§ Your goal
Print the lines below exactly as written, with none missing.
______
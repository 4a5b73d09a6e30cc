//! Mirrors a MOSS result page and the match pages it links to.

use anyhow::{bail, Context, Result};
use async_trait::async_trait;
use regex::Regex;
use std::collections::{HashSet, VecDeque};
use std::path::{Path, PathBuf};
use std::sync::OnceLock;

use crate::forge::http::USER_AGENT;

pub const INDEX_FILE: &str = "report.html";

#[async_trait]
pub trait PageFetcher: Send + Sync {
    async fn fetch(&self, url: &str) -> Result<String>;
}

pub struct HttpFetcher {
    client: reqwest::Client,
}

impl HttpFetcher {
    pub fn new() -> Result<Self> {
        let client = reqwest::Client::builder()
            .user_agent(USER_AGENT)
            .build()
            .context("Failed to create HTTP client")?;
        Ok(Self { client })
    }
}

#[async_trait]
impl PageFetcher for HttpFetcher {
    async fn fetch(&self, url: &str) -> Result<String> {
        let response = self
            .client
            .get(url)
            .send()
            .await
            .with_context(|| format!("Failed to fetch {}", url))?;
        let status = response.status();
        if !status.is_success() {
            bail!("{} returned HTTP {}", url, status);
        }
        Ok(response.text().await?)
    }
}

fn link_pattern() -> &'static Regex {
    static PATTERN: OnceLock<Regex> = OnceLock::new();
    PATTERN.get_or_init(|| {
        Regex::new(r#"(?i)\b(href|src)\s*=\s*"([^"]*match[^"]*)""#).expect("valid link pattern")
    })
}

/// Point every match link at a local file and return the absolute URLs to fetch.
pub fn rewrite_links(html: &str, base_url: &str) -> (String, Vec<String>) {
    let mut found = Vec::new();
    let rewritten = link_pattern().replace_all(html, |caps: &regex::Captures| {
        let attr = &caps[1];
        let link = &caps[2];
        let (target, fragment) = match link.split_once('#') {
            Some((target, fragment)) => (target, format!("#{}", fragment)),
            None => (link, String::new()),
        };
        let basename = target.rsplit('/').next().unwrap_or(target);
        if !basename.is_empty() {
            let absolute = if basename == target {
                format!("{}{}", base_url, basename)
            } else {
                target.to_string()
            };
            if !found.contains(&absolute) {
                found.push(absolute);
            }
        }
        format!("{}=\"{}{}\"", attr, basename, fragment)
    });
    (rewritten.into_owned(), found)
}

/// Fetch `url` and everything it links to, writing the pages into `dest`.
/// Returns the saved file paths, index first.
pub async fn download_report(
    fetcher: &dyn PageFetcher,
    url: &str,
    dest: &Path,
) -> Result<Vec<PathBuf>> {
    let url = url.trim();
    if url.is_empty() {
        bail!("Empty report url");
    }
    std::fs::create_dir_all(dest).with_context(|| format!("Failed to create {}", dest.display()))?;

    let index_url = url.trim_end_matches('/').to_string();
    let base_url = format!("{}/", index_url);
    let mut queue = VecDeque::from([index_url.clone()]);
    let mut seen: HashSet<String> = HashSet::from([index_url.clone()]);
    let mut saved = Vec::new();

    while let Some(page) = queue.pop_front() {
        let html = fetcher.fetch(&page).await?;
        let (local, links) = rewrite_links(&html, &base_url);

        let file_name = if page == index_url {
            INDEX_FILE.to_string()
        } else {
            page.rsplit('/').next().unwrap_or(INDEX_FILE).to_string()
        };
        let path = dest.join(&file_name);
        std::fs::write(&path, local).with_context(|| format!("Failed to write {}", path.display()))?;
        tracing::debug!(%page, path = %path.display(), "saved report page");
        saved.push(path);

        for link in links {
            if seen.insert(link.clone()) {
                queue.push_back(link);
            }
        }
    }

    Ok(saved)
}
______
§ Response for this exercise
repository 4a5b73d09a6e30cc
//! Mirrors a MOSS result page and the match pages it links to.

use anyhow::{bail, Context, Result};
use async_trait::async_trait;
use regex::Regex;
use std::collections::{HashSet, VecDeque};
use std::path::{Path, PathBuf};
use std::sync::OnceLock;

use crate::forge::http::USER_AGENT;

pub const INDEX_FILE: &str = "report.html";

#[async_trait]
pub trait PageFetcher: Send + Sync {
    async fn fetch(&self, url: &str) -> Result<String>;
}

pub struct HttpFetcher {
    client: reqwest::Client,
}

impl HttpFetcher {
    pub fn new() -> Result<Self> {
        let client = reqwest::Client::builder()
            .user_agent(USER_AGENT)
            .build()
            .context("Failed to create HTTP client")?;
        Ok(Self { client })
    }
}

#[async_trait]
impl PageFetcher for HttpFetcher {
    async fn fetch(&self, url: &str) -> Result<String> {
        let response = self
            .client
            .get(url)
            .send()
            .await
            .with_context(|| format!("Failed to fetch {}", url))?;
        let status = response.status();
        if !status.is_success() {
            bail!("{} returned HTTP {}", url, status);
        }
        Ok(response.text().await?)
    }
}

fn link_pattern() -> &'static Regex {
    static PATTERN: OnceLock<Regex> = OnceLock::new();
    PATTERN.get_or_init(|| {
        Regex::new(r#"(?i)\b(href|src)\s*=\s*"([^"]*match[^"]*)""#).expect("valid link pattern")
    })
}

/// Point every match link at a local file and return the absolute URLs to fetch.
pub fn rewrite_links(html: &str, base_url: &str) -> (String, Vec<String>) {
    let mut found = Vec::new();
    let rewritten = link_pattern().replace_all(html, |caps: &regex::Captures| {
        let attr = &caps[1];
        let link = &caps[2];
        let (target, fragment) = match link.split_once('#') {
            Some((target, fragment)) => (target, format!("#{}", fragment)),
            None => (link, String::new()),
        };
        let basename = target.rsplit('/').next().unwrap_or(target);
        if !basename.is_empty() {
            let absolute = if basename == target {
                format!("{}{}", base_url, basename)
            } else {
                target.to_string()
            };
            if !found.contains(&absolute) {
                found.push(absolute);
            }
        }
        format!("{}=\"{}{}\"", attr, basename, fragment)
    });
    (rewritten.into_owned(), found)
}

/// Fetch `url` and everything it links to, writing the pages into `dest`.
/// Returns the saved file paths, index first.
pub async fn download_report(
    fetcher: &dyn PageFetcher,
    url: &str,
    dest: &Path,
) -> Result<Vec<PathBuf>> {
    let url = url.trim();
    if url.is_empty() {
        bail!("Empty report url");
    }
    std::fs::create_dir_all(dest).with_context(|| format!("Failed to create {}", dest.display()))?;

    let index_url = url.trim_end_matches('/').to_string();
    let base_url = format!("{}/", index_url);
    let mut queue = VecDeque::from([index_url.clone()]);
    let mut seen: HashSet<String> = HashSet::from([index_url.clone()]);
    let mut saved = Vec::new();

    while let Some(page) = queue.pop_front() {
        let html = fetcher.fetch(&page).await?;
        let (local, links) = rewrite_links(&html, &base_url);

        let file_name = if page == index_url {
            INDEX_FILE.to_string()
        } else {
            page.rsplit('/').next().unwrap_or(INDEX_FILE).to_string()
        };
        let path = dest.join(&file_name);
        std::fs::write(&path, local).with_context(|| format!("Failed to write {}", path.display()))?;
        tracing::debug!(%page, path = %path.display(), "saved report page");
        saved.push(path);

        for link in links {
            if seen.insert(link.clone()) {
                queue.push_back(link);
            }
        }
    }

    Ok(saved)
}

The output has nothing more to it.